This paper addresses a re-entrant permutation flow shop (RPFS) scheduling problem that minimizes the makespan and maximum tardiness of jobs and presents a two-step procedure. In the first step, a population is broken down into sub-populations, in which a genetic algorithm (GA) is applied to obtain an appropriate approximation of a Pareto front. In the second step, non-dominant solutions are unified as a single large population to enhance the Pareto-front. A multi-objective hybrid meta-heuristic algorithm is proposed based on a dominance relation.

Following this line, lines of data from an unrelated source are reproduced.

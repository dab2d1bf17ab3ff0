// Single source of truth for all default values.

// --- Policy ---
pub const DEFAULT_PROBATION_DAYS: u32 = 15;
pub const DEFAULT_SAFETY_MARGIN: f64 = 1.2; // 20% capacity headroom

// --- Costs ---
pub const DEFAULT_COST_LICENSE_MBPS: f64 = 10.0;
pub const DEFAULT_COST_BW_MHZ: f64 = 20.0;
pub const DEFAULT_ZOMBIE_POWER_SAVINGS: f64 = 50.0;

// --- Storage ---
pub const DEFAULT_DB_FILENAME: &str = "LinkMind_Network.db";
pub const DEFAULT_BUSY_TIMEOUT_MS: u32 = 5_000;

// --- Observability ---
pub const DEFAULT_LOG_LEVEL: &str = "info";
pub const DEFAULT_LOG_JSON: bool = true;
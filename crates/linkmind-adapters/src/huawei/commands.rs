//! MML command formatting.

use linkmind_core::models::OffenseKind;

pub(super) fn format_fix(link_id: &str, target_value: u32, kind: OffenseKind) -> String {
    match kind {
        OffenseKind::LicenseHoarding => {
            format!("MOD MWLICENSE: ID={link_id}, CAP={target_value};")
        }
        OffenseKind::SpectrumWaste => {
            format!("MOD MWPORT: ID={link_id}, AM=ENABLE, BW={target_value}MHZ;")
        }
        OffenseKind::ZombiePort => format!("MOD MWPORT: ID={link_id}, ADMIN=DOWN;"),
    }
}

#[cfg(test)]
mod tests {
    use super::*;

    #[test]
    fn license_command_caps_capacity() {
        assert_eq!(
            format_fix("LINK_1", 120, OffenseKind::LicenseHoarding),
            "MOD MWLICENSE: ID=LINK_1, CAP=120;"
        );
    }

    #[test]
    fn bandwidth_command_enables_adaptive_modulation() {
        assert_eq!(
            format_fix("LINK_1", 28, OffenseKind::SpectrumWaste),
            "MOD MWPORT: ID=LINK_1, AM=ENABLE, BW=28MHZ;"
        );
    }

    #[test]
    fn zombie_command_ignores_target() {
        assert_eq!(
            format_fix("LINK_1", 0, OffenseKind::ZombiePort),
            "MOD MWPORT: ID=LINK_1, ADMIN=DOWN;"
        );
    }
}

In general, proper combinations of multi-objective approaches are considered in two steps that combine elements of both GA and simulated annealing (SA). A hybrid meta-heuristic algorithm is used for raising the generality level. Thus, the same solution approach can be applied to various problems. The hybrid meta-heuristic algorithm is considered with Lorenz dominance and Pareto dominance separately. Three approaches are used to assess non-dominated solution sets. Afterward, a comparison between non-dominated sets taken from each step and non-dominated sorting genetic algorithm (NSGA-II) and Lorenz NSGA-II (LNSGA-II) algorithms proposed in the previous studies is carried out. The two-step algorithm is an effective method for this study, according to the computational research findings. Moreover, applying the set coverage criterion shows the superiority of Lorenz dominance over Pareto dominance relations.

Suggested Citation

  • Maedeh Fasihi & Reza Tavakkoli-Moghaddam & Fariborz Jolai, 2023. "A bi-objective re-entrant permutation flow shop scheduling problem: minimizing the makespan and maximum tardiness," Operational Research, Springer, vol. 23(2), pages 1-41, June.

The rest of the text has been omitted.